Exercise description. Search through the entries for the word "provided" and copy every line that has it.

Supplied entries.
#[cfg(test)]
mod tests {
    use apinatomy_core::model::ResourceInfo;

    use super::*;
    use crate::diagnostics::Severity;

    fn root_registry() -> (Registry, Id) {
        let mut registry = Registry::new();
        let root = Id::new("root");
        registry.register(Group::new(ResourceInfo::new(root))).unwrap();
        (registry, root)
    }

    #[test]
    fn test_register_duplicate() {
        let mut registry = Registry::new();
        let id = Id::new("n1");
        registry.register(Node::new(ResourceInfo::new(id))).unwrap();
        assert!(registry.register(Node::new(ResourceInfo::new(id))).is_ok());

        let mut other = Node::new(ResourceInfo::new(id));
        other.val = Some(3.0);
        let err = registry.register(other).unwrap_err();
        assert_eq!(err.existing, ResourceClass::Node);
        assert_eq!(registry.node(id).unwrap().val, None);
    }

    #[test]
    fn test_resolve_records_waiting_reference() {
        let mut registry = Registry::new();
        let owner = Id::new("l1");
        let missing = Id::new("n9");

        assert!(registry.resolve(missing, owner, "source").is_none());
        assert!(registry.resolve(missing, owner, "source").is_none());
        assert_eq!(registry.waiting_list()[&missing].len(), 1);

        registry.register(Node::new(ResourceInfo::new(missing))).unwrap();
        assert!(registry.waiting_list().is_empty());
        assert!(registry.resolve(missing, owner, "source").is_some());
    }

    #[test]
    fn test_drain_auto_creates_concrete_targets() {
        let (mut registry, root) = root_registry();
        let mut link = Link::new(ResourceInfo::new(Id::new("l1")));
        link.source = Some(Id::new("a"));
        link.conveying_lyph = Some(Id::new("L"));
        registry.register(link).unwrap();
        registry.join(root, Id::new("l1"));

        let mut logger = Logger::new();
        let created = registry.drain_waiting_list(root, 8, &mut logger).unwrap();

        assert_eq!(created, vec![Id::new("a"), Id::new("L")]);
        assert!(registry.node(Id::new("a")).is_some());
        assert!(registry.lyph(Id::new("L")).is_some());
        assert!(registry.group(root).unwrap().nodes.contains(&Id::new("a")));
        assert_eq!(logger.with_code(LogCode::AutoGen).count(), 1);
        assert_eq!(logger.count(Severity::Error), 0);
    }

    #[test]
    fn test_drain_reports_abstract_targets() {
        let (mut registry, root) = root_registry();
        let mut lyph = Lyph::new(ResourceInfo::new(Id::new("L")));
        lyph.internal_in = Some(Id::new("nowhere"));
        registry.register(lyph).unwrap();

        let mut logger = Logger::new();
        let created = registry.drain_waiting_list(root, 8, &mut logger).unwrap();

        assert!(created.is_empty());
        assert!(!registry.contains(Id::new("nowhere")));
        let reported: Vec<_> = logger.with_code(LogCode::RefUndefined).collect();
        assert_eq!(reported.len(), 1);
        assert_eq!(reported[0].params(), ["nowhere <- L.internalIn"]);
    }

    #[test]
    fn test_index_memberships_prefers_first_group() {
        let (mut registry, root) = root_registry();
        let mut inner = Group::new(ResourceInfo::new(Id::new("inner")));
        inner.nodes = vec![Id::new("n1")];
        let inner_id = registry.register(inner).unwrap();
        registry.register(Node::new(ResourceInfo::new(Id::new("n1")))).unwrap();
        registry.group_mut(root).unwrap().nodes.push(Id::new("n1"));

        registry.index_memberships();
        assert_eq!(registry.group_of(Id::new("n1")), Some(root));
        assert_eq!(registry.group_of(inner_id), None);
    }

    #[test]
    fn test_next_id_skips_taken() {
        let mut registry = Registry::new();
        registry.register(Node::new(ResourceInfo::new(Id::new("node_1")))).unwrap();
        assert_eq!(registry.next_id(ResourceClass::Node), "node_2");
        assert_eq!(registry.next_id(ResourceClass::Lyph), "lyph_3");
    }
}
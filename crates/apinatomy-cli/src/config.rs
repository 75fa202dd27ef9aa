//! Configuration file loading for the CLI
//!
//! Finds and loads TOML configuration files from an explicit path, the
//! local directory or the platform configuration directory.

use std::{
    fs,
    path::{Path, PathBuf},
};

use directories::ProjectDirs;
use log::{debug, info};
use thiserror::Error;

use apinatomy::{ApinatomyError, config::AppConfig};

/// Configuration-related errors for CLI
#[derive(Debug, Error)]
pub enum ConfigError {
    #[error("Failed to parse TOML configuration: {0}")]
    Parse(String),

    #[error("Missing configuration file: {0}")]
    MissingFile(PathBuf),

    #[error("Validation error: {0}")]
    Validation(String),
}

impl From<ConfigError> for ApinatomyError {
    fn from(err: ConfigError) -> Self {
        ApinatomyError::Config(err.to_string())
    }
}

/// Find and load configuration from various locations
///
/// Search order:
/// 1. Explicit path if provided
/// 2. Local project directory (apinatomy/config.toml)
/// 3. Platform-specific config directory
/// 4. Default config if none found
///
/// # Errors
///
/// Returns error if an explicit path is provided but does not exist, or a
/// config file exists but cannot be parsed or holds invalid values.
pub fn load_config(explicit_path: Option<impl AsRef<Path>>) -> Result<AppConfig, ApinatomyError> {
    if let Some(path) = explicit_path {
        let path = path.as_ref();
        info!(path = path.display().to_string(); "Loading configuration from explicit path");
        return load_config_file(path);
    }

    let local_config = Path::new("apinatomy/config.toml");
    if local_config.exists() {
        info!(path = local_config.display().to_string(); "Loading configuration from local path");
        return load_config_file(local_config);
    }

    if let Some(proj_dirs) = ProjectDirs::from("org", "open-physiology", "apinatomy") {
        let system_config = proj_dirs.config_dir().join("config.toml");

        if system_config.exists() {
            info!(path = system_config.display().to_string(); "Loading configuration from system path");
            return load_config_file(system_config);
        }

        debug!(path = system_config.display().to_string(); "System configuration file not found");
    } else {
        debug!("Could not determine platform-specific config directory");
    }

    debug!("No configuration file found, using default configuration");
    Ok(AppConfig::default())
}

/// Load configuration from a TOML file
fn load_config_file(path: impl AsRef<Path>) -> Result<AppConfig, ApinatomyError> {
    let path = path.as_ref();

    if !path.exists() {
        return Err(ConfigError::MissingFile(path.to_path_buf()).into());
    }

    let content = fs::read_to_string(path)?;
    let config: AppConfig =
        toml::from_str(&content).map_err(|e| ConfigError::Parse(e.to_string()))?;
    validate(&config)?;

    Ok(config)
}

fn validate(config: &AppConfig) -> Result<(), ConfigError> {
    let build = config.build();
    let positive = [
        ("default_link_length", build.default_link_length()),
        ("internal_axis_factor", build.internal_axis_factor()),
        ("length_scale", build.length_scale()),
    ];
    for (name, value) in positive {
        if !(value.is_finite() && value > 0.0) {
            return Err(ConfigError::Validation(format!(
                "`build.{name}` must be a positive number, found {value}"
            )));
        }
    }
    if build.max_drain_passes() == 0 {
        return Err(ConfigError::Validation(
            "`build.max_drain_passes` must be at least 1".to_string(),
        ));
    }
    Ok(())
}

#[cfg(test)]
mod tests {
    use std::io::Write;

    use super::*;

    fn config_file(content: &str) -> tempfile::NamedTempFile {
        let mut file = tempfile::NamedTempFile::new().unwrap();
        file.write_all(content.as_bytes()).unwrap();
        file
    }

    #[test]
    fn test_load_explicit_config() {
        let file = config_file(
            "[build]\nlength_scale = 1.5\n\n[export]\npretty = false\n",
        );
        let config = load_config(Some(file.path())).unwrap();
        assert_eq!(config.build().length_scale(), 1.5);
        assert!(!config.export().pretty());
        assert!(config.export().include_generated());
    }

    #[test]
    fn test_missing_explicit_config() {
        let dir = tempfile::tempdir().unwrap();
        let result = load_config(Some(dir.path().join("nope.toml")));
        match result {
            Err(ApinatomyError::Config(msg)) => assert!(msg.contains("nope.toml")),
            other => panic!("expected a config error, got {other:?}"),
        }
    }

    #[test]
    fn test_invalid_toml() {
        let file = config_file("[build\nlength_scale = ");
        assert!(matches!(
            load_config(Some(file.path())),
            Err(ApinatomyError::Config(_))
        ));
    }

    #[test]
    fn test_validation_rejects_zero_scale() {
        let file = config_file("[build]\nlength_scale = 0.0\n");
        match load_config(Some(file.path())) {
            Err(ApinatomyError::Config(msg)) => assert!(msg.contains("length_scale")),
            other => panic!("expected a validation error, got {other:?}"),
        }
    }
}
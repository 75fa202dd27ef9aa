//! Groups, chain templates, coalescences and the leaf classes they organize.

use serde::{Deserialize, Serialize};
use serde_json::Value;

use super::{CoalescenceTopology, ProcessType, ResourceInfo, is_false, relations};
use crate::{geometry::Range, identifier::Id};

/// A named collection of resources. The whole model is itself a group.
#[derive(Debug, Clone, Default, PartialEq, Serialize, Deserialize)]
#[serde(rename_all = "camelCase", default)]
pub struct Group {
    #[serde(flatten)]
    pub info: ResourceInfo,
    #[serde(skip_serializing_if = "Vec::is_empty")]
    pub nodes: Vec<Id>,
    #[serde(skip_serializing_if = "Vec::is_empty")]
    pub links: Vec<Id>,
    #[serde(skip_serializing_if = "Vec::is_empty")]
    pub lyphs: Vec<Id>,
    #[serde(skip_serializing_if = "Vec::is_empty")]
    pub regions: Vec<Id>,
    #[serde(skip_serializing_if = "Vec::is_empty")]
    pub chains: Vec<Id>,
    #[serde(skip_serializing_if = "Vec::is_empty")]
    pub coalescences: Vec<Id>,
    #[serde(skip_serializing_if = "Vec::is_empty")]
    pub groups: Vec<Id>,
    #[serde(skip_serializing_if = "Vec::is_empty")]
    pub materials: Vec<Id>,
    #[serde(skip_serializing_if = "Vec::is_empty")]
    pub anchors: Vec<Id>,
    #[serde(skip_serializing_if = "Vec::is_empty")]
    pub wires: Vec<Id>,
    #[serde(skip_serializing_if = "Vec::is_empty")]
    pub externals: Vec<Id>,
    /// `{ "<array>": { field: value } }` defaults for the members of an array.
    #[serde(skip_serializing_if = "Option::is_none")]
    pub assign: Option<Value>,
    /// Color and offset ramps over group members.
    #[serde(skip_serializing_if = "Option::is_none")]
    pub interpolate: Option<Value>,
}

relations!(Group {
    "nodes" => many nodes,
    "links" => many links,
    "lyphs" => many lyphs,
    "regions" => many regions,
    "chains" => many chains,
    "coalescences" => many coalescences,
    "groups" => many groups,
    "materials" => many materials,
    "anchors" => many anchors,
    "wires" => many wires,
    "externals" => many externals,
});

impl Group {
    pub fn new(info: ResourceInfo) -> Self {
        Self {
            info,
            ..Default::default()
        }
    }
}

/// A template for a linear sequence of links and their conveying lyphs.
#[derive(Debug, Clone, Default, PartialEq, Serialize, Deserialize)]
#[serde(rename_all = "camelCase", default)]
pub struct Chain {
    #[serde(flatten)]
    pub info: ResourceInfo,
    #[serde(skip_serializing_if = "Vec::is_empty")]
    pub lyphs: Vec<Id>,
    #[serde(skip_serializing_if = "Vec::is_empty")]
    pub levels: Vec<Id>,
    #[serde(skip_serializing_if = "Option::is_none")]
    pub lyph_template: Option<Id>,
    #[serde(skip_serializing_if = "Option::is_none")]
    pub num_levels: Option<usize>,
    #[serde(skip_serializing_if = "Vec::is_empty")]
    pub housing_lyphs: Vec<Id>,
    #[serde(skip_serializing_if = "Option::is_none")]
    pub housing_chain: Option<Id>,
    #[serde(skip_serializing_if = "Option::is_none")]
    pub housing_range: Option<Range>,
    /// Per-level index of the housing lyph layer to embed into.
    #[serde(skip_serializing_if = "Vec::is_empty")]
    pub housing_layers: Vec<i64>,
    #[serde(skip_serializing_if = "Option::is_none")]
    pub root: Option<Id>,
    #[serde(skip_serializing_if = "Option::is_none")]
    pub leaf: Option<Id>,
    #[serde(skip_serializing_if = "Option::is_none")]
    pub wired_to: Option<Id>,
    #[serde(skip_serializing_if = "is_false")]
    pub start_from_leaf: bool,
    /// Total length, divided evenly over the levels.
    #[serde(skip_serializing_if = "Option::is_none")]
    pub length: Option<f64>,
    #[serde(skip_serializing_if = "Option::is_none")]
    pub conveying_type: Option<ProcessType>,
    /// Generated group holding the expanded resources.
    #[serde(skip_serializing_if = "Option::is_none")]
    pub group: Option<Id>,
}

relations!(Chain {
    "lyphs" => many lyphs,
    "levels" => many levels,
    "lyphTemplate" => one lyph_template,
    "housingLyphs" => many housing_lyphs,
    "housingChain" => one housing_chain,
    "root" => one root,
    "leaf" => one leaf,
    "wiredTo" => one wired_to,
    "group" => one group,
});

impl Chain {
    pub fn new(info: ResourceInfo) -> Self {
        Self {
            info,
            ..Default::default()
        }
    }

    /// Whether the chain carries enough to be expanded at all.
    pub fn is_expandable(&self) -> bool {
        self.num_levels.is_some_and(|n| n > 0)
            || !self.levels.is_empty()
            || !self.lyphs.is_empty()
            || !self.housing_lyphs.is_empty()
            || self.housing_chain.is_some()
    }
}

/// A declared adjacency between lyphs.
#[derive(Debug, Clone, Default, PartialEq, Serialize, Deserialize)]
#[serde(rename_all = "camelCase", default)]
pub struct Coalescence {
    #[serde(flatten)]
    pub info: ResourceInfo,
    #[serde(skip_serializing_if = "Option::is_none")]
    pub topology: Option<CoalescenceTopology>,
    /// For an embedding, the first lyph houses the others.
    #[serde(skip_serializing_if = "Vec::is_empty")]
    pub lyphs: Vec<Id>,
}

relations!(Coalescence {
    "lyphs" => many lyphs,
});

impl Coalescence {
    pub fn new(info: ResourceInfo) -> Self {
        Self {
            info,
            ..Default::default()
        }
    }
}

#[derive(Debug, Clone, Default, PartialEq, Serialize, Deserialize)]
#[serde(rename_all = "camelCase", default)]
pub struct Material {
    #[serde(flatten)]
    pub info: ResourceInfo,
    #[serde(skip_serializing_if = "Vec::is_empty")]
    pub materials: Vec<Id>,
    #[serde(skip_serializing_if = "Vec::is_empty")]
    pub external: Vec<Id>,
}

relations!(Material {
    "materials" => many materials,
    "external" => many external,
});

impl Material {
    pub fn new(info: ResourceInfo) -> Self {
        Self {
            info,
            ..Default::default()
        }
    }
}

/// Reference to an external ontology term or document.
#[derive(Debug, Clone, Default, PartialEq, Serialize, Deserialize)]
#[serde(rename_all = "camelCase", default)]
pub struct External {
    #[serde(flatten)]
    pub info: ResourceInfo,
    #[serde(skip_serializing_if = "Option::is_none")]
    pub uri: Option<String>,
    #[serde(rename = "type", skip_serializing_if = "Option::is_none")]
    pub kind: Option<String>,
}

relations!(External {});

impl External {
    pub fn new(info: ResourceInfo) -> Self {
        Self {
            info,
            ..Default::default()
        }
    }
}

Reply.
/// 1. Explicit path if provided
/// Returns error if an explicit path is provided but does not exist, or a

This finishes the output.